_Recorded information_
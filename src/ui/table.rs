use eframe::egui::{RichText, Ui};
use egui_extras::{Column, TableBuilder};

use agro_panda::state::DashboardView;

use super::{format_amount, format_date};

const ROW_HEIGHT: f32 = 18.0;

/// Historical rows for the selection, newest first.
pub fn history_table(ui: &mut Ui, view: &DashboardView) {
    ui.label(RichText::new("Historical data").strong());
    if view.is_empty() {
        return;
    }

    let rows = &view.history;
    TableBuilder::new(ui)
        .striped(true)
        .max_scroll_height(300.0)
        .column(Column::auto().at_least(90.0))
        .column(Column::auto().at_least(110.0))
        .column(Column::auto().at_least(80.0))
        .column(Column::remainder())
        .header(ROW_HEIGHT + 2.0, |mut header| {
            for title in ["Date", "Price, RUB/t", "Volume, t", "Source"] {
                header.col(|ui| {
                    ui.strong(title);
                });
            }
        })
        .body(|body| {
            body.rows(ROW_HEIGHT, rows.len(), |mut row| {
                let rec = &rows[rows.len() - 1 - row.index()];
                row.col(|ui| {
                    ui.label(format_date(rec.date));
                });
                row.col(|ui| {
                    ui.label(format_amount(rec.price, 2));
                });
                row.col(|ui| {
                    ui.label(format_amount(rec.volume as f64, 0));
                });
                row.col(|ui| {
                    ui.label(&rec.data_source);
                });
            });
        });
}
//! Write the synthetic dataset to CSV or JSON.
//!
//! Usage: `export_dataset [PATH]` (default `synthetic_dataset.csv`).
//! Generation honours the same `AGRO_PANDA_*` variables as the dashboard.

use std::path::PathBuf;

use anyhow::{Context, Result};

use agro_panda::config::GeneratorConfig;
use agro_panda::data::export::write_records;
use agro_panda::data::DatasetCache;

fn main() -> Result<()> {
    env_logger::init();

    let output_path = std::env::args()
        .nth(1)
        .map(PathBuf::from)
        .unwrap_or_else(|| PathBuf::from("synthetic_dataset.csv"));

    let config = GeneratorConfig::from_env().context("reading generator configuration")?;
    let cache = DatasetCache::new(config);
    let dataset = cache.dataset().context("generating synthetic dataset")?;

    write_records(&output_path, &dataset.records)?;
    log::info!("Wrote {} records to {}", dataset.len(), output_path.display());

    let seed = cache
        .config()
        .seed
        .map_or_else(|| "entropy".to_string(), |s| s.to_string());
    println!(
        "Wrote {} records ({} products, {} companies, seed {seed}) to {}",
        dataset.len(),
        dataset.products.len(),
        dataset.companies.len(),
        output_path.display()
    );
    Ok(())
}
use std::collections::{BTreeMap, BTreeSet};

use eframe::egui::Color32;
use palette::{Hsl, IntoColor, Srgb};

// ---------------------------------------------------------------------------
// Series palette
// ---------------------------------------------------------------------------

/// Hue of the first series; keeps it off the pure red used for errors.
const HUE_OFFSET: f32 = 30.0;
/// Mid lightness so both the lines and the point markers stay readable on
/// light and dark themes.
const SATURATION: f32 = 0.65;
const LIGHTNESS: f32 = 0.5;

fn channel(v: f32) -> u8 {
    (v.clamp(0.0, 1.0) * 255.0).round() as u8
}

/// One colour per series: evenly spaced hues at a fixed saturation and lightness.
pub fn series_palette(n: usize) -> Vec<Color32> {
    let step = 360.0 / n.max(1) as f32;
    (0..n)
        .map(|i| {
            let hue = (HUE_OFFSET + i as f32 * step) % 360.0;
            let rgb: Srgb = Hsl::new(hue, SATURATION, LIGHTNESS).into_color();
            Color32::from_rgb(channel(rgb.red), channel(rgb.green), channel(rgb.blue))
        })
        .collect()
}

// ---------------------------------------------------------------------------
// Color mapping: company name → Color32
// ---------------------------------------------------------------------------

/// Maps company names to distinct series colours.
#[derive(Debug, Clone)]
pub struct ColorMap {
    mapping: BTreeMap<String, Color32>,
    default_color: Color32,
}

impl ColorMap {
    /// Assign one palette colour per company, in sorted order.
    pub fn new(companies: &BTreeSet<String>) -> Self {
        let palette = series_palette(companies.len());
        let mapping = companies.iter().cloned().zip(palette).collect();

        ColorMap {
            mapping,
            default_color: Color32::LIGHT_BLUE,
        }
    }

    /// Look up the colour for a company.
    pub fn color_for(&self, company: &str) -> Color32 {
        self.mapping
            .get(company)
            .copied()
            .unwrap_or(self.default_color)
    }
}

_Brief_
The answer must be every line of the records above that holds the word "config".

_Answer for this exercise_
use agro_panda::config::GeneratorConfig;
    let config = GeneratorConfig::from_env().context("reading generator configuration")?;
    let cache = DatasetCache::new(config);
        .config()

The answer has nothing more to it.